In the days following the Christmas madness, there's nothing more homey than a freshly baked coffee cake. However, at the request of my DS, who wanted cinnamon buns on Christmas morning, that's when I made this. Never mind that I was expecting 16 relatives and friends for dinner that day!
This is a yeast dough, and it has to rise a couple of times, so planning ahead is essential. Because I wanted to bake this Christmas morning, I prepared the dough Christmas Eve, in between our dinner out (main feature: martinis) and the gift-wrapping frenzy that began just as the clock struck midnight.
Although the original request was for cinnamon rolls, I thought this vintage coffee cake recipe would make a nice substitute, for it's really more of cinnamon rolls baked in a horseshoe shape. To serve, simply slice off a roll (or two). The recipe is part of a collection I bought from a Florida estate. I'd guess it's from the late 1940s.
Scald the milk, add the butter, sugar and salt.
Add two cups of flour and the yeast to the milk mixture and add the eggs.

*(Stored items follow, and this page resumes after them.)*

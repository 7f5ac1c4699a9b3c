use std::sync::Arc;

use async_trait::async_trait;
use futures::StreamExt;
use futures::future::BoxFuture;
use futures::stream::FuturesUnordered;
use tokio::io::{AsyncRead, AsyncWrite, AsyncWriteExt, DuplexStream};

use super::{PIPE_CAPACITY, Runnable};
use crate::context::CallContext;
use crate::error::CallError;
use crate::options::CallOptions;

/// Ordered composition of runnables, each hop's output piped into the next.
///
/// All hops run concurrently inside the caller's task, joined by bounded
/// in-memory pipes, plus one final drain into `output`. The first hop to fail
/// cancels the shared context; its error is the one returned. A failed hop
/// never signals EOF downstream, so later hops observe cancellation rather
/// than a truncated but well-formed input.
#[derive(Clone, Default)]
pub struct Chain {
    hops: Vec<Arc<dyn Runnable>>,
}

impl std::fmt::Debug for Chain {
    fn fmt(&self, f: &mut std::fmt::Formatter<'_>) -> std::fmt::Result {
        f.debug_struct("Chain").field("hops", &self.hops.len()).finish()
    }
}

struct HopOutcome {
    hop: usize,
    result: Result<(), CallError>,
    /// Write end kept open after a failure.
    held: Option<DuplexStream>,
}

impl Chain {
    pub fn new(hops: Vec<Arc<dyn Runnable>>) -> Self {
        Self { hops }
    }

    pub fn push(&mut self, hop: Arc<dyn Runnable>) {
        self.hops.push(hop);
    }

    pub fn len(&self) -> usize {
        self.hops.len()
    }

    pub fn is_empty(&self) -> bool {
        self.hops.is_empty()
    }

    /// Run every hop with its own options; missing entries mean no options.
    pub async fn run_hops(
        &self,
        ctx: &CallContext,
        options: &[CallOptions],
        input: &mut (dyn AsyncRead + Send + Unpin),
        output: &mut (dyn AsyncWrite + Send + Unpin),
    ) -> Result<(), CallError> {
        if self.hops.is_empty() {
            return Err(CallError::EmptyChain);
        }
        let ctx = ctx.child();
        let no_options = CallOptions::new();

        let mut tasks: FuturesUnordered<BoxFuture<'_, HopOutcome>> = FuturesUnordered::new();
        let mut upstream: Box<dyn AsyncRead + Send + Unpin + '_> = Box::new(input);

        for (hop, runnable) in self.hops.iter().enumerate() {
            let (mut writer, reader) = tokio::io::duplex(PIPE_CAPACITY);
            let mut source = std::mem::replace(&mut upstream, Box::new(reader));
            let opts = options.get(hop).unwrap_or(&no_options);
            let ctx = ctx.clone();
            tasks.push(Box::pin(async move {
                let result = runnable.run(&ctx, opts, &mut source, &mut writer).await;
                drop(source);
                let held = match result {
                    Ok(()) => {
                        // Close the pipe so the next hop sees EOF.
                        let _ = writer.shutdown().await;
                        None
                    }
                    Err(_) => Some(writer),
                };
                HopOutcome { hop, result, held }
            }));
        }

        let drain_ctx = ctx.clone();
        let last = self.hops.len();
        tasks.push(Box::pin(async move {
            let result = tokio::select! {
                res = tokio::io::copy(&mut upstream, output) => match res {
                    Ok(_) => output.flush().await.map_err(CallError::from),
                    Err(e) => Err(e.into()),
                },
                err = drain_ctx.done() => Err(err),
            };
            HopOutcome {
                hop: last,
                result,
                held: None,
            }
        }));

        let mut first_error = None;
        let mut held = Vec::new();
        while let Some(outcome) = tasks.next().await {
            match outcome.result {
                Ok(()) => tracing::trace!(hop = outcome.hop, "Hop finished"),
                Err(err) => {
                    if first_error.is_none() {
                        tracing::debug!(hop = outcome.hop, error = %err, "Hop failed, cancelling chain");
                        ctx.cancel();
                        first_error = Some(err);
                    } else {
                        tracing::trace!(hop = outcome.hop, error = %err, "Discarding error from unwinding hop");
                    }
                }
            }
            held.extend(outcome.held);
        }
        drop(held);

        match first_error {
            Some(err) => Err(err),
            None => Ok(()),
        }
    }
}

#[async_trait]
impl Runnable for Chain {
    /// Every hop receives the same `options`.
    async fn run(
        &self,
        ctx: &CallContext,
        options: &CallOptions,
        input: &mut (dyn AsyncRead + Send + Unpin),
        output: &mut (dyn AsyncWrite + Send + Unpin),
    ) -> Result<(), CallError> {
        let per_hop = vec![options.clone(); self.hops.len()];
        self.run_hops(ctx, &per_hop, input, output).await
    }
}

After adding the rest of the flour, I transferred the batter to the electric mixer. When the dough held together, I removed it and kneaded it for a few minutes. Place it a greased bowl, cover with a clean dishcloth and let it rise for an hour or so. (At this point, planning to bake it in the morning, I punched down the dough and stored it in the refrigerator overnight.)
If you've refrigerated the dough, remove it the next morning and let it come to room temperature before rolling it out.

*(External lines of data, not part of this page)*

//! Gateway dispatch: the composition root of one chained call.

use std::sync::Arc;
use std::time::Instant;

use async_trait::async_trait;
use tokio::io::{AsyncRead, AsyncWrite};

use crate::context::CallContext;
use crate::error::CallError;
use crate::forwarder::Forwarder;
use crate::metrics::MetricsSink;
use crate::resolve::{ChainExpression, EndpointResolver, resolve_chain};
use crate::transport::CallHandler;
use crate::wire::CallHeader;

pub struct Gateway {
    forwarder: Forwarder,
    resolver: Arc<dyn EndpointResolver>,
    metrics: Arc<dyn MetricsSink>,
}

impl std::fmt::Debug for Gateway {
    fn fmt(&self, f: &mut std::fmt::Formatter<'_>) -> std::fmt::Result {
        f.debug_struct("Gateway")
            .field("forwarder", &self.forwarder)
            .finish_non_exhaustive()
    }
}

impl Gateway {
    pub fn new(
        forwarder: Forwarder,
        resolver: Arc<dyn EndpointResolver>,
        metrics: Arc<dyn MetricsSink>,
    ) -> Self {
        Self {
            forwarder,
            resolver,
            metrics,
        }
    }

    pub fn forwarder(&self) -> &Forwarder {
        &self.forwarder
    }

    /// Resolve `expr`, run it and record one observation per hop.
    ///
    /// Resolution failures reject the call before any connection is made.
    pub async fn dispatch(
        &self,
        ctx: &CallContext,
        expr: &ChainExpression,
        input: &mut (dyn AsyncRead + Send + Unpin),
        output: &mut (dyn AsyncWrite + Send + Unpin),
    ) -> Result<(), CallError> {
        let hosts = resolve_chain(expr, self.resolver.as_ref())?;
        let started = Instant::now();
        let result = self.forwarder.forward(ctx, &hosts, input, output).await;
        let duration = started.elapsed();

        let failed = result.is_err();
        for host in &hosts {
            self.metrics.observe(&host.host, failed, duration);
        }
        result
    }
}

#[async_trait]
impl CallHandler for Gateway {
    async fn handle(
        &self,
        ctx: &CallContext,
        header: &CallHeader,
        input: &mut (dyn AsyncRead + Send + Unpin),
        output: &mut (dyn AsyncWrite + Send + Unpin),
    ) -> Result<(), CallError> {
        let expr = ChainExpression::try_from(header)?;
        self.dispatch(ctx, &expr, input, output).await
    }
}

Brush the dough with melted butter, and add cinnamon, brown sugar and nuts.
Roll it up from the long end.
Place on a baking pan, covered with parchment paper, and slice the "rolls." Cover and let it rise for about 30 minutes.
Bake about 30 minutes. While it's baking, make the icing and pour it over while the cake is still warm.
Production notes: I made just half of the recipe and got one large coffee cake from it. (The original says it makes three). I used two packets of active dry yeast instead of the one cake called for, and butter instead of shortening, but otherwise followed the recipe exactly.